● **SUPPLIED DATA**:

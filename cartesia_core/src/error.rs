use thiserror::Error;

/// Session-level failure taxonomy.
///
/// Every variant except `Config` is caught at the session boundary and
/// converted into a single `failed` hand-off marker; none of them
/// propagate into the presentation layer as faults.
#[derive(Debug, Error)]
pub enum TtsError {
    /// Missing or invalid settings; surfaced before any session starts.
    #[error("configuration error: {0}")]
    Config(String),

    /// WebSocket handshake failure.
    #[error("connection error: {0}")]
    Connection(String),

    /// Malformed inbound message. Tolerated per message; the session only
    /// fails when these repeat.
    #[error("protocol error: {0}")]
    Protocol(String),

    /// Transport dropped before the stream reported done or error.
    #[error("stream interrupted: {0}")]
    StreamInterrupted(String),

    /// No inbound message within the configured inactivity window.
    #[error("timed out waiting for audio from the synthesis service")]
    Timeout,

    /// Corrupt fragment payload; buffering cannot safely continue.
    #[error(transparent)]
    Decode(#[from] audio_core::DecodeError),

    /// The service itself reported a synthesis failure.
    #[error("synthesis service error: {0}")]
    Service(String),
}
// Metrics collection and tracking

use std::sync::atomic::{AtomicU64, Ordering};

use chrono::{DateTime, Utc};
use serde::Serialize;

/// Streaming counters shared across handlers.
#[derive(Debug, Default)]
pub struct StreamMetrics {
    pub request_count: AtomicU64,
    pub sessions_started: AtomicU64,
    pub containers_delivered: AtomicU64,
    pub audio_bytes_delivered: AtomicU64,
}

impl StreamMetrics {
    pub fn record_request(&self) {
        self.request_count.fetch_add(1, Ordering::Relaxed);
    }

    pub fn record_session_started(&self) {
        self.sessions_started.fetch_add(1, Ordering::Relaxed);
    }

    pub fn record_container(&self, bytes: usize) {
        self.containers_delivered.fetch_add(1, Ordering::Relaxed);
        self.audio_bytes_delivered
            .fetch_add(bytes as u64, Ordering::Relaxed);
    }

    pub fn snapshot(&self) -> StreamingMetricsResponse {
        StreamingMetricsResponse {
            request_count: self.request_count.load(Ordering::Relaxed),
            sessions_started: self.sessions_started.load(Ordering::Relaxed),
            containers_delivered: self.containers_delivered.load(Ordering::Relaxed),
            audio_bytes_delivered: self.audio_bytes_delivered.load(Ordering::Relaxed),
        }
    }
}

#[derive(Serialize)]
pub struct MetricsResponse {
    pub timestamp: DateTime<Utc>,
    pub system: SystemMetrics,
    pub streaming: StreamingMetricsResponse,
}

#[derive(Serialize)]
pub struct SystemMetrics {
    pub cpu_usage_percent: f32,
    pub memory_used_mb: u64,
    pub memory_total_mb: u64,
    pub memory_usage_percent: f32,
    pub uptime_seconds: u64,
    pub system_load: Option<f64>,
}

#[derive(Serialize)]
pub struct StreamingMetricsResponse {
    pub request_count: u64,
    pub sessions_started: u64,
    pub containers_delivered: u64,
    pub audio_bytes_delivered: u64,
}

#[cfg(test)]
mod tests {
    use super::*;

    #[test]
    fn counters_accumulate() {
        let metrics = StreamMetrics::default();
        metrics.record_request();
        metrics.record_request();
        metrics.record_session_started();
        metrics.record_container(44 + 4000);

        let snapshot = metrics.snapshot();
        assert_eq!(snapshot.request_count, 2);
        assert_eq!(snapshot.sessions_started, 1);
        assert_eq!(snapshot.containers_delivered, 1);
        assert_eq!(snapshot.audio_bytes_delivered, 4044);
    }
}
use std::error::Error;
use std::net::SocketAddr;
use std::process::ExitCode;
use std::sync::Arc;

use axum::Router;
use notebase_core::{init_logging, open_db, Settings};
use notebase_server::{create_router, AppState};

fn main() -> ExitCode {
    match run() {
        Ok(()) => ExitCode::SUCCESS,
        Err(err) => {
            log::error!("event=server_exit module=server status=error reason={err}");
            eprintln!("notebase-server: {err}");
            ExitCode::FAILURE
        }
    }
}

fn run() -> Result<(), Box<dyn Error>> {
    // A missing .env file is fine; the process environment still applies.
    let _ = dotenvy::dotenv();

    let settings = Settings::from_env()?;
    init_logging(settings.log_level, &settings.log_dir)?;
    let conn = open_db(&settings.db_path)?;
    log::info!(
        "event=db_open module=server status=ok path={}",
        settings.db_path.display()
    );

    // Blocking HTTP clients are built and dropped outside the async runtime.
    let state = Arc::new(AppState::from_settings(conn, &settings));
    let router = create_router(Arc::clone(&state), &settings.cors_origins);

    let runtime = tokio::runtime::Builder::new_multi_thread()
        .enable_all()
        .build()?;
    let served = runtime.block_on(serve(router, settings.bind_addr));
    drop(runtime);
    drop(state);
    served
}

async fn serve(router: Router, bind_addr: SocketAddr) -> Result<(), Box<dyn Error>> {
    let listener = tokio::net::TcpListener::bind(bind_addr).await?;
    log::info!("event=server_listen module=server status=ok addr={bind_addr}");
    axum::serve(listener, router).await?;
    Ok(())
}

● **GOAL OF THE EXERCISE**:
Nothing beyond the lines from the start of the entries through the line with "pub struct StreamMetrics" should appear. Repeat those lines exactly, both ends included.

● **SOLUTION TO THIS TASK**:
filename cartesia_core/src/error.rs
use thiserror::Error;

/// Session-level failure taxonomy.
///
/// Every variant except `Config` is caught at the session boundary and
/// converted into a single `failed` hand-off marker; none of them
/// propagate into the presentation layer as faults.
#[derive(Debug, Error)]
pub enum TtsError {
    /// Missing or invalid settings; surfaced before any session starts.
    #[error("configuration error: {0}")]
    Config(String),

    /// WebSocket handshake failure.
    #[error("connection error: {0}")]
    Connection(String),

    /// Malformed inbound message. Tolerated per message; the session only
    /// fails when these repeat.
    #[error("protocol error: {0}")]
    Protocol(String),

    /// Transport dropped before the stream reported done or error.
    #[error("stream interrupted: {0}")]
    StreamInterrupted(String),

    /// No inbound message within the configured inactivity window.
    #[error("timed out waiting for audio from the synthesis service")]
    Timeout,

    /// Corrupt fragment payload; buffering cannot safely continue.
    #[error(transparent)]
    Decode(#[from] audio_core::DecodeError),

    /// The service itself reported a synthesis failure.
    #[error("synthesis service error: {0}")]
    Service(String),
}
// Metrics collection and tracking

use std::sync::atomic::{AtomicU64, Ordering};

use chrono::{DateTime, Utc};
use serde::Serialize;

/// Streaming counters shared across handlers.
#[derive(Debug, Default)]
pub struct StreamMetrics {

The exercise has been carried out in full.